Reproduce the whole of the data exactly.

################

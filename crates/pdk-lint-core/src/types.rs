//! Core types for findings and per-check results.

use serde::{Deserialize, Serialize};
use std::path::PathBuf;

/// Severity level for a finding.
#[derive(Debug, Clone, Copy, PartialEq, Eq, PartialOrd, Ord, Hash, Serialize, Deserialize)]
#[serde(rename_all = "lowercase")]
pub enum Severity {
    /// Soft convention mismatch; reported but never fails a run.
    Warning,
    /// Structural violation; forces a nonzero exit.
    Error,
}

impl std::fmt::Display for Severity {
    fn fmt(&self, f: &mut std::fmt::Formatter<'_>) -> std::fmt::Result {
        match self {
            Self::Warning => write!(f, "warning"),
            Self::Error => write!(f, "error"),
        }
    }
}

/// Source location of a finding.
///
/// The line is optional: structural findings ("tech.py not found") point at
/// a file or directory without any particular line.
#[derive(Debug, Clone, PartialEq, Eq, Hash, Serialize, Deserialize)]
pub struct Location {
    /// Path of the offending file or directory, relative to the repo root.
    pub file: PathBuf,
    /// Line number (1-indexed) when the finding points into a parsed file.
    pub line: Option<usize>,
}

impl Location {
    /// Creates a location without a line number.
    #[must_use]
    pub fn new(file: impl Into<PathBuf>) -> Self {
        Self {
            file: file.into(),
            line: None,
        }
    }

    /// Creates a location with a line number.
    #[must_use]
    pub fn with_line(file: impl Into<PathBuf>, line: usize) -> Self {
        Self {
            file: file.into(),
            line: Some(line),
        }
    }
}

impl std::fmt::Display for Location {
    fn fmt(&self, f: &mut std::fmt::Formatter<'_>) -> std::fmt::Result {
        match self.line {
            Some(line) => write!(f, "{}:{line}", self.file.display()),
            None => write!(f, "{}", self.file.display()),
        }
    }
}

/// One reported deviation.
#[derive(Debug, Clone, Serialize, Deserialize)]
pub struct Finding {
    /// Severity of this finding.
    pub severity: Severity,
    /// Where the deviation was found, if it maps to a path at all.
    pub location: Option<Location>,
    /// Human-readable message.
    pub message: String,
}

impl Finding {
    /// Creates a new finding.
    #[must_use]
    pub fn new(severity: Severity, location: Option<Location>, message: impl Into<String>) -> Self {
        Self {
            severity,
            location,
            message: message.into(),
        }
    }
}

impl std::fmt::Display for Finding {
    fn fmt(&self, f: &mut std::fmt::Formatter<'_>) -> std::fmt::Result {
        match &self.location {
            Some(loc) => write!(f, "{}: {loc}: {}", self.severity, self.message),
            None => write!(f, "{}: {}", self.severity, self.message),
        }
    }
}

/// Ordered findings for one check run.
///
/// Insertion order is preserved; `has_errors` alone decides the exit status.
#[derive(Debug, Clone, Serialize, Deserialize)]
pub struct CheckResult {
    /// Name of the check that produced these findings.
    pub check: String,
    /// All findings, in insertion order.
    pub findings: Vec<Finding>,
}

impl CheckResult {
    /// Creates an empty result for the named check.
    #[must_use]
    pub fn new(check: impl Into<String>) -> Self {
        Self {
            check: check.into(),
            findings: Vec::new(),
        }
    }

    /// Records an error with no source location.
    pub fn error(&mut self, message: impl Into<String>) {
        self.findings
            .push(Finding::new(Severity::Error, None, message));
    }

    /// Records an error at a location.
    pub fn error_at(&mut self, location: Location, message: impl Into<String>) {
        self.findings
            .push(Finding::new(Severity::Error, Some(location), message));
    }

    /// Records a warning with no source location.
    pub fn warn(&mut self, message: impl Into<String>) {
        self.findings
            .push(Finding::new(Severity::Warning, None, message));
    }

    /// Records a warning at a location.
    pub fn warn_at(&mut self, location: Location, message: impl Into<String>) {
        self.findings
            .push(Finding::new(Severity::Warning, Some(location), message));
    }

    /// Returns true if at least one error-level finding exists.
    #[must_use]
    pub fn has_errors(&self) -> bool {
        self.findings.iter().any(|f| f.severity == Severity::Error)
    }

    /// Returns true if no findings were recorded.
    #[must_use]
    pub fn is_clean(&self) -> bool {
        self.findings.is_empty()
    }

    /// Returns the error-level findings, in insertion order.
    pub fn errors(&self) -> impl Iterator<Item = &Finding> {
        self.findings
            .iter()
            .filter(|f| f.severity == Severity::Error)
    }

    /// Returns the warning-level findings, in insertion order.
    pub fn warnings(&self) -> impl Iterator<Item = &Finding> {
        self.findings
            .iter()
            .filter(|f| f.severity == Severity::Warning)
    }

    /// Exit code contract: 1 iff at least one error, warnings never fail.
    #[must_use]
    pub fn exit_code(&self) -> i32 {
        i32::from(self.has_errors())
    }

    /// Renders the report text.
    ///
    /// Zero findings render as an empty string (low-noise contract). Any
    /// findings render a header naming the check and its error count, the
    /// errors, then the warnings under their own heading.
    #[must_use]
    pub fn render(&self) -> String {
        use std::fmt::Write;

        if self.is_clean() {
            return String::new();
        }

        let rule = "=".repeat(60);
        let mut out = String::new();
        let _ = writeln!(out, "{rule}");
        let _ = writeln!(out, "  {}: {} error(s) found", self.check, self.errors().count());
        let _ = writeln!(out, "{rule}");
        for finding in self.errors() {
            let _ = writeln!(out, "  {finding}");
        }
        if self.warnings().count() > 0 {
            let _ = writeln!(out, "  warnings:");
            for finding in self.warnings() {
                let _ = writeln!(out, "  {finding}");
            }
        }
        out
    }
}

#[cfg(test)]
mod tests {
    use super::*;

    #[test]
    fn clean_result_is_silent_and_passes() {
        let result = CheckResult::new("check-tech-structure");
        assert!(result.render().is_empty());
        assert_eq!(result.exit_code(), 0);
    }

    #[test]
    fn warnings_alone_do_not_fail() {
        let mut result = CheckResult::new("check-tech-structure");
        result.warn("recommended definition 'routing_strategies' not found");
        assert!(!result.has_errors());
        assert_eq!(result.exit_code(), 0);
        let rendered = result.render();
        assert!(rendered.contains("0 error(s) found"));
        assert!(rendered.contains("warnings:"));
        assert!(rendered.contains("routing_strategies"));
    }

    #[test]
    fn errors_force_nonzero_exit() {
        let mut result = CheckResult::new("check-pdk-object");
        result.error_at(
            Location::with_line("mypdk/pdk.py", 12),
            "Pdk() missing required kwargs: [\"layers\"]",
        );
        result.warn("something soft");
        assert_eq!(result.exit_code(), 1);
        let rendered = result.render();
        assert!(rendered.contains("check-pdk-object: 1 error(s) found"));
        assert!(rendered.contains("error: mypdk/pdk.py:12: Pdk() missing"));
        assert!(rendered.contains("warnings:"));
    }

    #[test]
    fn errors_render_before_warnings_regardless_of_insertion() {
        let mut result = CheckResult::new("check-cells-structure");
        result.warn("first inserted");
        result.error("second inserted");
        let rendered = result.render();
        let err_pos = rendered.find("error: second").unwrap();
        let warn_pos = rendered.find("warning: first").unwrap();
        assert!(err_pos < warn_pos);
    }

    #[test]
    fn location_display() {
        assert_eq!(Location::with_line("a/b.py", 3).to_string(), "a/b.py:3");
        assert_eq!(Location::new("a/b.py").to_string(), "a/b.py");
    }
}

################

Exercise output:
filename crates/pdk-lint-core/src/types.rs
//! Core types for findings and per-check results.

use serde::{Deserialize, Serialize};
use std::path::PathBuf;

/// Severity level for a finding.
#[derive(Debug, Clone, Copy, PartialEq, Eq, PartialOrd, Ord, Hash, Serialize, Deserialize)]
#[serde(rename_all = "lowercase")]
pub enum Severity {
    /// Soft convention mismatch; reported but never fails a run.
    Warning,
    /// Structural violation; forces a nonzero exit.
    Error,
}

impl std::fmt::Display for Severity {
    fn fmt(&self, f: &mut std::fmt::Formatter<'_>) -> std::fmt::Result {
        match self {
            Self::Warning => write!(f, "warning"),
            Self::Error => write!(f, "error"),
        }
    }
}

/// Source location of a finding.
///
/// The line is optional: structural findings ("tech.py not found") point at
/// a file or directory without any particular line.
#[derive(Debug, Clone, PartialEq, Eq, Hash, Serialize, Deserialize)]
pub struct Location {
    /// Path of the offending file or directory, relative to the repo root.
    pub file: PathBuf,
    /// Line number (1-indexed) when the finding points into a parsed file.
    pub line: Option<usize>,
}

impl Location {
    /// Creates a location without a line number.
    #[must_use]
    pub fn new(file: impl Into<PathBuf>) -> Self {
        Self {
            file: file.into(),
            line: None,
        }
    }

    /// Creates a location with a line number.
    #[must_use]
    pub fn with_line(file: impl Into<PathBuf>, line: usize) -> Self {
        Self {
            file: file.into(),
            line: Some(line),
        }
    }
}

impl std::fmt::Display for Location {
    fn fmt(&self, f: &mut std::fmt::Formatter<'_>) -> std::fmt::Result {
        match self.line {
            Some(line) => write!(f, "{}:{line}", self.file.display()),
            None => write!(f, "{}", self.file.display()),
        }
    }
}

/// One reported deviation.
#[derive(Debug, Clone, Serialize, Deserialize)]
pub struct Finding {
    /// Severity of this finding.
    pub severity: Severity,
    /// Where the deviation was found, if it maps to a path at all.
    pub location: Option<Location>,
    /// Human-readable message.
    pub message: String,
}

impl Finding {
    /// Creates a new finding.
    #[must_use]
    pub fn new(severity: Severity, location: Option<Location>, message: impl Into<String>) -> Self {
        Self {
            severity,
            location,
            message: message.into(),
        }
    }
}

impl std::fmt::Display for Finding {
    fn fmt(&self, f: &mut std::fmt::Formatter<'_>) -> std::fmt::Result {
        match &self.location {
            Some(loc) => write!(f, "{}: {loc}: {}", self.severity, self.message),
            None => write!(f, "{}: {}", self.severity, self.message),
        }
    }
}

/// Ordered findings for one check run.
///
/// Insertion order is preserved; `has_errors` alone decides the exit status.
#[derive(Debug, Clone, Serialize, Deserialize)]
pub struct CheckResult {
    /// Name of the check that produced these findings.
    pub check: String,
    /// All findings, in insertion order.
    pub findings: Vec<Finding>,
}

impl CheckResult {
    /// Creates an empty result for the named check.
    #[must_use]
    pub fn new(check: impl Into<String>) -> Self {
        Self {
            check: check.into(),
            findings: Vec::new(),
        }
    }

    /// Records an error with no source location.
    pub fn error(&mut self, message: impl Into<String>) {
        self.findings
            .push(Finding::new(Severity::Error, None, message));
    }

    /// Records an error at a location.
    pub fn error_at(&mut self, location: Location, message: impl Into<String>) {
        self.findings
            .push(Finding::new(Severity::Error, Some(location), message));
    }

    /// Records a warning with no source location.
    pub fn warn(&mut self, message: impl Into<String>) {
        self.findings
            .push(Finding::new(Severity::Warning, None, message));
    }

    /// Records a warning at a location.
    pub fn warn_at(&mut self, location: Location, message: impl Into<String>) {
        self.findings
            .push(Finding::new(Severity::Warning, Some(location), message));
    }

    /// Returns true if at least one error-level finding exists.
    #[must_use]
    pub fn has_errors(&self) -> bool {
        self.findings.iter().any(|f| f.severity == Severity::Error)
    }

    /// Returns true if no findings were recorded.
    #[must_use]
    pub fn is_clean(&self) -> bool {
        self.findings.is_empty()
    }

    /// Returns the error-level findings, in insertion order.
    pub fn errors(&self) -> impl Iterator<Item = &Finding> {
        self.findings
            .iter()
            .filter(|f| f.severity == Severity::Error)
    }

    /// Returns the warning-level findings, in insertion order.
    pub fn warnings(&self) -> impl Iterator<Item = &Finding> {
        self.findings
            .iter()
            .filter(|f| f.severity == Severity::Warning)
    }

    /// Exit code contract: 1 iff at least one error, warnings never fail.
    #[must_use]
    pub fn exit_code(&self) -> i32 {
        i32::from(self.has_errors())
    }

    /// Renders the report text.
    ///
    /// Zero findings render as an empty string (low-noise contract). Any
    /// findings render a header naming the check and its error count, the
    /// errors, then the warnings under their own heading.
    #[must_use]
    pub fn render(&self) -> String {
        use std::fmt::Write;

        if self.is_clean() {
            return String::new();
        }

        let rule = "=".repeat(60);
        let mut out = String::new();
        let _ = writeln!(out, "{rule}");
        let _ = writeln!(out, "  {}: {} error(s) found", self.check, self.errors().count());
        let _ = writeln!(out, "{rule}");
        for finding in self.errors() {
            let _ = writeln!(out, "  {finding}");
        }
        if self.warnings().count() > 0 {
            let _ = writeln!(out, "  warnings:");
            for finding in self.warnings() {
                let _ = writeln!(out, "  {finding}");
            }
        }
        out
    }
}

#[cfg(test)]
mod tests {
    use super::*;

    #[test]
    fn clean_result_is_silent_and_passes() {
        let result = CheckResult::new("check-tech-structure");
        assert!(result.render().is_empty());
        assert_eq!(result.exit_code(), 0);
    }

    #[test]
    fn warnings_alone_do_not_fail() {
        let mut result = CheckResult::new("check-tech-structure");
        result.warn("recommended definition 'routing_strategies' not found");
        assert!(!result.has_errors());
        assert_eq!(result.exit_code(), 0);
        let rendered = result.render();
        assert!(rendered.contains("0 error(s) found"));
        assert!(rendered.contains("warnings:"));
        assert!(rendered.contains("routing_strategies"));
    }

    #[test]
    fn errors_force_nonzero_exit() {
        let mut result = CheckResult::new("check-pdk-object");
        result.error_at(
            Location::with_line("mypdk/pdk.py", 12),
            "Pdk() missing required kwargs: [\"layers\"]",
        );
        result.warn("something soft");
        assert_eq!(result.exit_code(), 1);
        let rendered = result.render();
        assert!(rendered.contains("check-pdk-object: 1 error(s) found"));
        assert!(rendered.contains("error: mypdk/pdk.py:12: Pdk() missing"));
        assert!(rendered.contains("warnings:"));
    }

    #[test]
    fn errors_render_before_warnings_regardless_of_insertion() {
        let mut result = CheckResult::new("check-cells-structure");
        result.warn("first inserted");
        result.error("second inserted");
        let rendered = result.render();
        let err_pos = rendered.find("error: second").unwrap();
        let warn_pos = rendered.find("warning: first").unwrap();
        assert!(err_pos < warn_pos);
    }

    #[test]
    fn location_display() {
        assert_eq!(Location::with_line("a/b.py", 3).to_string(), "a/b.py:3");
        assert_eq!(Location::new("a/b.py").to_string(), "a/b.py");
    }
}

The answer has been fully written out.